Pedro Canales réagissait à un communiqué de la Maison royale qui annonçait fin août 2009 que le monarque, 46 ans à l’époque, avait été placé en convalescence de cinq jours pour une «infection» qui ne présente «aucune inquiétude sur sa santé».
«Sa Majesté le roi Mohamed VI […] présente une infection à rotavirus avec signes digestifs et déshydratation aiguë nécessitant une convalescence de cinq jours», avait indiqué le communiqué signé par le Pr. Abdelaziz Maaouni, médecin personnel du roi et directeur de la clinique du Palais royal.
«La maladie annoncée dans la déclaration est simplement le résultat d’une maladie chronique» renchérissait El Imparcial qui dans un article alarmant faisant état d’une vive inquiétude des milieux diplomatiques et pronostiquait même une régence imminente. L’article, comme celui de 2008 avait provoqué une levée de boucliers contre son auteur.
«Des problèmes pulmonaires»
«Au Maroc, on ne communique pas sur l’état de santé du roi Mohammed VI. Ses visites répétées en France dont beaucoup soufflaient le but chirurgical? De simples « vacances » avaient rectifié les autorités marocaines. Le souverain souffrirait de problèmes pulmonaires» écrivait L’Express en 2010 dans un diaporama consacré à «ces dirigeants rongés par la maladie»
«Son père, le roi Hassan II, souffrait de la maladie de Crohn, une inflammation de l’intestin grêle. Ses malaises intestinaux, soignés par des médecins américains, étaient dissimulés sous le terme de « bronchites ». Il meurt en 1999, après 38 ans de règne» ajoutait L’Express dans le même dossier.
Une presse échaudée par la censure
Le bulletin de santé du roi annonçant son «infection à rotavirus», une première au Maroc, a eu des incidences bien plus dommageables sur la presse locale qui, profitant de cette transparence inédite a tricoté sur l’information, oubliant que parler de la santé du roi peut nuire gravement.

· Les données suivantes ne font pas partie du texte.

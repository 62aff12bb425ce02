//! Feature transformation: min-max scaling and one-hot encoding
//!
//! The fitted [`FittedTransformer`] is the composite of a [`MinMaxScaler`] over
//! the numeric columns and a [`OneHotEncoder`] over the nominal columns. Its
//! output columns are the numeric names in order followed by the generated
//! one-hot names.

use std::collections::{BTreeSet, HashSet};
use std::path::Path;

use polars::prelude::*;
use serde::{Deserialize, Serialize};

use super::artifact::{load_artifact, save_artifact, ArtifactKind};
use super::columns::{
    coerce_nominal_columns, nominal_column_values, numeric_column_values, ColumnPartition,
};
use crate::config::DataTransformationConfig;
use crate::error::{PipelineError, Result};

/// Per-column min-max scaling to [0, 1].
#[derive(Debug, Clone, PartialEq, Serialize, Deserialize)]
pub struct MinMaxScaler {
    pub columns: Vec<String>,
    /// Minimum of each column seen during fit
    pub data_min: Vec<f64>,
    /// Maximum of each column seen during fit
    pub data_max: Vec<f64>,
}

impl MinMaxScaler {
    /// Learn min and max of each column. `values[i]` holds column `i`.
    pub fn fit(columns: &[String], values: &[Vec<f64>]) -> Result<Self> {
        let mut data_min = Vec::with_capacity(columns.len());
        let mut data_max = Vec::with_capacity(columns.len());

        for (name, column) in columns.iter().zip(values) {
            if column.is_empty() {
                return Err(PipelineError::InvalidData(format!(
                    "Cannot fit scaler on empty column '{}'",
                    name
                )));
            }
            let min = column.iter().copied().fold(f64::INFINITY, f64::min);
            let max = column.iter().copied().fold(f64::NEG_INFINITY, f64::max);
            if !min.is_finite() || !max.is_finite() {
                return Err(PipelineError::InvalidData(format!(
                    "Column '{}' contains non-finite values",
                    name
                )));
            }
            data_min.push(min);
            data_max.push(max);
        }

        Ok(Self {
            columns: columns.to_vec(),
            data_min,
            data_max,
        })
    }

    /// Scale a value of column `index`.
    ///
    /// A constant column has range 0 and is scaled by 1, so it maps to 0.
    /// Values outside the fitted range are not clipped.
    pub fn scale(&self, index: usize, value: f64) -> f64 {
        let min = self.data_min[index];
        let range = self.data_max[index] - min;
        if range == 0.0 {
            value - min
        } else {
            (value - min) / range
        }
    }
}

/// One-hot encoding with the drop-if-binary rule.
#[derive(Debug, Clone, PartialEq, Serialize, Deserialize)]
pub struct OneHotEncoder {
    pub columns: Vec<String>,
    /// Sorted categories of each column
    pub categories: Vec<Vec<String>>,
}

impl OneHotEncoder {
    /// Learn the sorted vocabulary of each column. `values[i]` holds column `i`.
    pub fn fit(columns: &[String], values: &[Vec<String>]) -> Result<Self> {
        let mut categories = Vec::with_capacity(columns.len());

        for (name, column) in columns.iter().zip(values) {
            let unique: BTreeSet<&String> = column.iter().collect();
            if unique.is_empty() {
                return Err(PipelineError::InvalidData(format!(
                    "Cannot fit encoder on empty column '{}'",
                    name
                )));
            }
            let mut sorted: Vec<String> = unique.into_iter().cloned().collect();
            sort_categories(&mut sorted);
            categories.push(sorted);
        }

        Ok(Self {
            columns: columns.to_vec(),
            categories,
        })
    }

    /// A column with exactly two categories collapses to one indicator
    fn is_binary(&self, index: usize) -> bool {
        self.categories[index].len() == 2
    }

    /// Categories that produce an output column for column `index`
    fn encoded_categories(&self, index: usize) -> &[String] {
        let cats = &self.categories[index];
        if self.is_binary(index) {
            &cats[1..]
        } else {
            cats
        }
    }

    /// Output column names, `"{column}_{category}"`.
    pub fn feature_names(&self) -> Vec<String> {
        self.columns
            .iter()
            .enumerate()
            .flat_map(|(i, name)| {
                self.encoded_categories(i)
                    .iter()
                    .map(move |cat| format!("{}_{}", name, cat))
            })
            .collect()
    }

    /// Number of output columns produced for column `index`
    pub fn output_width(&self, index: usize) -> usize {
        self.encoded_categories(index).len()
    }

    /// Encode one value of column `index`, appending indicators to `out`.
    pub fn encode_into(&self, index: usize, value: &str, out: &mut Vec<f64>) -> Result<()> {
        if !self.categories[index].iter().any(|c| c == value) {
            return Err(PipelineError::SchemaMismatch(format!(
                "Unknown category '{}' for nominal column '{}'. Known categories: {:?}",
                value, self.columns[index], self.categories[index]
            )));
        }
        out.extend(
            self.encoded_categories(index)
                .iter()
                .map(|c| if c == value { 1.0 } else { 0.0 }),
        );
        Ok(())
    }
}

/// Numeric-looking categories sort by value, everything else lexically.
fn sort_categories(categories: &mut [String]) {
    let all_numeric = categories.iter().all(|c| c.parse::<f64>().is_ok());
    if all_numeric {
        categories.sort_by(|a, b| {
            let x: f64 = a.parse().unwrap_or(f64::NAN);
            let y: f64 = b.parse().unwrap_or(f64::NAN);
            // Equal values spelled differently ("1", "01") fall back to text order
            x.total_cmp(&y).then_with(|| a.cmp(b))
        });
    } else {
        categories.sort();
    }
}

/// Composite transformer fitted on the training table.
#[derive(Debug, Clone, PartialEq, Serialize, Deserialize)]
pub struct FittedTransformer {
    pub partition: ColumnPartition,
    /// Target column removed before fitting
    pub target: String,
    pub scaler: MinMaxScaler,
    pub encoder: OneHotEncoder,
    /// Output column names, numeric first then one-hot
    pub feature_names: Vec<String>,
}

impl FittedTransformer {
    /// Fit on `df` (which still contains the target) using `partition`.
    pub fn fit(df: &DataFrame, target: &str, partition: ColumnPartition) -> Result<Self> {
        if df.height() == 0 {
            return Err(PipelineError::InvalidData(
                "Cannot fit transformer on an empty table".to_string(),
            ));
        }
        if partition.is_empty() {
            return Err(PipelineError::InvalidData(
                "No feature columns left after removing the target".to_string(),
            ));
        }

        let numeric_values = partition
            .numeric
            .iter()
            .map(|name| numeric_column_values(df, name))
            .collect::<Result<Vec<_>>>()?;
        let nominal_values = partition
            .nominal
            .iter()
            .map(|name| nominal_column_values(df, name))
            .collect::<Result<Vec<_>>>()?;

        let scaler = MinMaxScaler::fit(&partition.numeric, &numeric_values)?;
        let encoder = OneHotEncoder::fit(&partition.nominal, &nominal_values)?;

        let mut feature_names = partition.numeric.clone();
        feature_names.extend(encoder.feature_names());

        let target_name = target.to_string();
        let mut seen = HashSet::new();
        for name in feature_names.iter().chain(std::iter::once(&target_name)) {
            if !seen.insert(name.clone()) {
                return Err(PipelineError::SchemaMismatch(format!(
                    "Transformed column name '{}' is produced twice",
                    name
                )));
            }
        }

        Ok(Self {
            partition,
            target: target.to_string(),
            scaler,
            encoder,
            feature_names,
        })
    }

    /// Number of output features
    pub fn n_features_out(&self) -> usize {
        self.feature_names.len()
    }

    /// Transform to row-major feature vectors.
    ///
    /// Columns are looked up by name, so column order in `df` is irrelevant and
    /// extra columns (such as the target) are ignored.
    pub fn transform_rows(&self, df: &DataFrame) -> Result<Vec<Vec<f64>>> {
        let numeric_values = self
            .partition
            .numeric
            .iter()
            .map(|name| numeric_column_values(df, name))
            .collect::<Result<Vec<_>>>()?;
        let nominal_values = self
            .partition
            .nominal
            .iter()
            .map(|name| nominal_column_values(df, name))
            .collect::<Result<Vec<_>>>()?;

        let n_rows = df.height();
        let mut rows = Vec::with_capacity(n_rows);
        for row in 0..n_rows {
            let mut features = Vec::with_capacity(self.n_features_out());
            for (i, column) in numeric_values.iter().enumerate() {
                features.push(self.scaler.scale(i, column[row]));
            }
            for (i, column) in nominal_values.iter().enumerate() {
                self.encoder.encode_into(i, &column[row], &mut features)?;
            }
            rows.push(features);
        }

        Ok(rows)
    }

    /// Transform to a dense Float64 table with the output column names.
    pub fn transform(&self, df: &DataFrame) -> Result<DataFrame> {
        let rows = self.transform_rows(df)?;
        let columns: Vec<Column> = self
            .feature_names
            .iter()
            .enumerate()
            .map(|(j, name)| {
                let values: Vec<f64> = rows.iter().map(|r| r[j]).collect();
                Column::new(name.as_str().into(), values)
            })
            .collect();

        Ok(DataFrame::new(columns)?)
    }

    /// Persist to `path`, creating parent directories.
    pub fn save(&self, path: &Path) -> Result<()> {
        save_artifact(path, ArtifactKind::Transformer, self)
    }

    /// Load a transformer written by [`FittedTransformer::save`].
    pub fn load(path: &Path) -> Result<Self> {
        Ok(load_artifact(path, ArtifactKind::Transformer)?.payload)
    }
}

/// Fit the transformer and return the transformed table with the original
/// target column reattached as the last column.
///
/// `df` must already have its nominal columns coerced to strings. The
/// configured partition and the type-inferred partition must agree.
pub fn fit_transform(
    df: &DataFrame,
    target: &str,
    nominal_columns: &[String],
) -> Result<(DataFrame, FittedTransformer)> {
    let partition = ColumnPartition::resolve(df, Some(target), nominal_columns)?;
    let inferred = ColumnPartition::infer(df, Some(target))?;
    if partition != inferred {
        return Err(PipelineError::SchemaMismatch(format!(
            "Column types do not match the nominal configuration: {}",
            inferred.differences(&partition).join("; ")
        )));
    }

    tracing::info!(
        numeric = partition.numeric.len(),
        nominal = partition.nominal.len(),
        "separated numerical and categorical data"
    );

    let transformer = FittedTransformer::fit(df, target, partition)?;
    let mut transformed = transformer.transform(df)?;
    transformed.with_column(df.column(target)?.clone())?;

    tracing::info!(shape = ?transformed.shape(), "data has been transformed");
    Ok((transformed, transformer))
}

/// Transformation stage: coerce nominal columns, fit, transform and persist.
pub fn transform_data(df: DataFrame, config: &DataTransformationConfig) -> Result<(DataFrame, FittedTransformer)> {
    let df = coerce_nominal_columns(df, &config.nominal_columns)?;
    let (transformed, transformer) = fit_transform(&df, &config.target, &config.nominal_columns)?;

    transformer.save(&config.transformer_pickle)?;
    tracing::info!("transformer object saved");

    Ok((transformed, transformer))
}

#[cfg(test)]
mod tests {
    use super::*;

    fn names(v: &[&str]) -> Vec<String> {
        v.iter().map(|s| s.to_string()).collect()
    }

    #[test]
    fn test_equal_numeric_spellings_have_fixed_order() {
        let column = names(&["2", "1.0", "01", "1", "2", "01"]);
        let encoder = OneHotEncoder::fit(&names(&["code"]), &[column.clone()]).unwrap();
        assert_eq!(encoder.categories[0], names(&["01", "1", "1.0", "2"]));

        let mut reversed = column;
        reversed.reverse();
        let again = OneHotEncoder::fit(&names(&["code"]), &[reversed]).unwrap();
        assert_eq!(again.feature_names(), encoder.feature_names());
    }

    #[test]
    fn test_minmax_constant_column_maps_to_zero() {
        let scaler = MinMaxScaler::fit(&names(&["c"]), &[vec![4.0, 4.0]]).unwrap();
        assert_eq!(scaler.scale(0, 4.0), 0.0);
    }

    #[test]
    fn test_minmax_does_not_clip() {
        let scaler = MinMaxScaler::fit(&names(&["x"]), &[vec![0.0, 10.0]]).unwrap();
        assert_eq!(scaler.scale(0, 20.0), 2.0);
        assert_eq!(scaler.scale(0, -5.0), -0.5);
    }

    #[test]
    fn test_numeric_categories_sorted_by_value() {
        let values = vec![names(&["10", "2", "1", "2"])];
        let encoder = OneHotEncoder::fit(&names(&["purpose"]), &values).unwrap();
        assert_eq!(encoder.categories[0], names(&["1", "2", "10"]));
        assert_eq!(
            encoder.feature_names(),
            names(&["purpose_1", "purpose_2", "purpose_10"])
        );
    }

    #[test]
    fn test_binary_column_keeps_second_category() {
        let values = vec![names(&["B", "A", "A"])];
        let encoder = OneHotEncoder::fit(&names(&["flag"]), &values).unwrap();
        assert_eq!(encoder.feature_names(), names(&["flag_B"]));

        let mut out = Vec::new();
        encoder.encode_into(0, "A", &mut out).unwrap();
        encoder.encode_into(0, "B", &mut out).unwrap();
        assert_eq!(out, vec![0.0, 1.0]);
    }

    #[test]
    fn test_single_category_column_keeps_its_column() {
        let encoder = OneHotEncoder::fit(&names(&["one"]), &[names(&["x", "x"])]).unwrap();
        assert_eq!(encoder.output_width(0), 1);
    }

    #[test]
    fn test_unknown_category_is_schema_mismatch() {
        let encoder = OneHotEncoder::fit(&names(&["c"]), &[names(&["a", "b", "c"])]).unwrap();
        let mut out = Vec::new();
        let err = encoder.encode_into(0, "z", &mut out).unwrap_err();
        assert!(matches!(err, PipelineError::SchemaMismatch(_)));
    }

    #[test]
    fn test_fit_transform_rejects_undeclared_string_column() {
        let df = df! {
            "amount" => [1.0f64, 2.0],
            "city" => ["a", "b"],
            "label" => [0i32, 1],
        }
        .unwrap();
        let err = fit_transform(&df, "label", &[]).unwrap_err();
        assert!(matches!(err, PipelineError::SchemaMismatch(_)));
    }

    #[test]
    fn test_fit_transform_detects_uncoerced_nominal_column() {
        let df = df! {
            "amount" => [1.0f64, 2.0],
            "purpose" => [1i64, 2],
            "label" => [0i32, 1],
        }
        .unwrap();
        let err = fit_transform(&df, "label", &names(&["purpose"])).unwrap_err();
        assert!(err.to_string().contains("do not match"));
    }
}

Le lendemain de la diffusion du communiqué de la Maison royale, le quotidien casablancais Al Jarida Al Oula, aujourd’hui disparu, citant une source «médicale anonyme», proposait une version sensiblement différente et affirmait que «l’origine du rotavirus contracté par le roi serait dû à l’utilisation de corticoïdes contre l’asthme et qui sont responsables du gonflement du corps et de la diminution de l’immunité». La presse marocaine, dans son ensemble avait largement commenté ce qui allait devenir «l’affaire rotavirus».
En une semaine, dix journalistes de trois publications ont été entendus par la police, tous accusés de «publication malintentionnée d’une fausse information» et «allégations et faits non véridiques».. Cinq d’entre eux seront inculpés dont trois seront condamnés à une peine privative de liberté.
Peu de temps plus tard, lorsque la presse française annonçait que le prince Moulay Rachid, frère cadet du roi, avait été «hospitalisé à Paris dans un état sérieux», leurs confrères marocains ont, dans leur grande majorité, préféré regarder ailleurs.
Avec l’émergence des médias électroniques qui échappent tant bien que mal à la censure, l’évocation de la santé du roi revient parfois aux devants de la scène, comme l’a fait Demain online en commentant la génuflexion pénible de Mohamed VI durant sa prière.
Mais pour la plupart des journalistes, «la petite forme» du roi, avérée ou pas, se résume à quelques chuchottements dans les cafés.
Pourtant, quand on scrute cette dernière vidéo, on a le droit de se poser de sérieuses questions.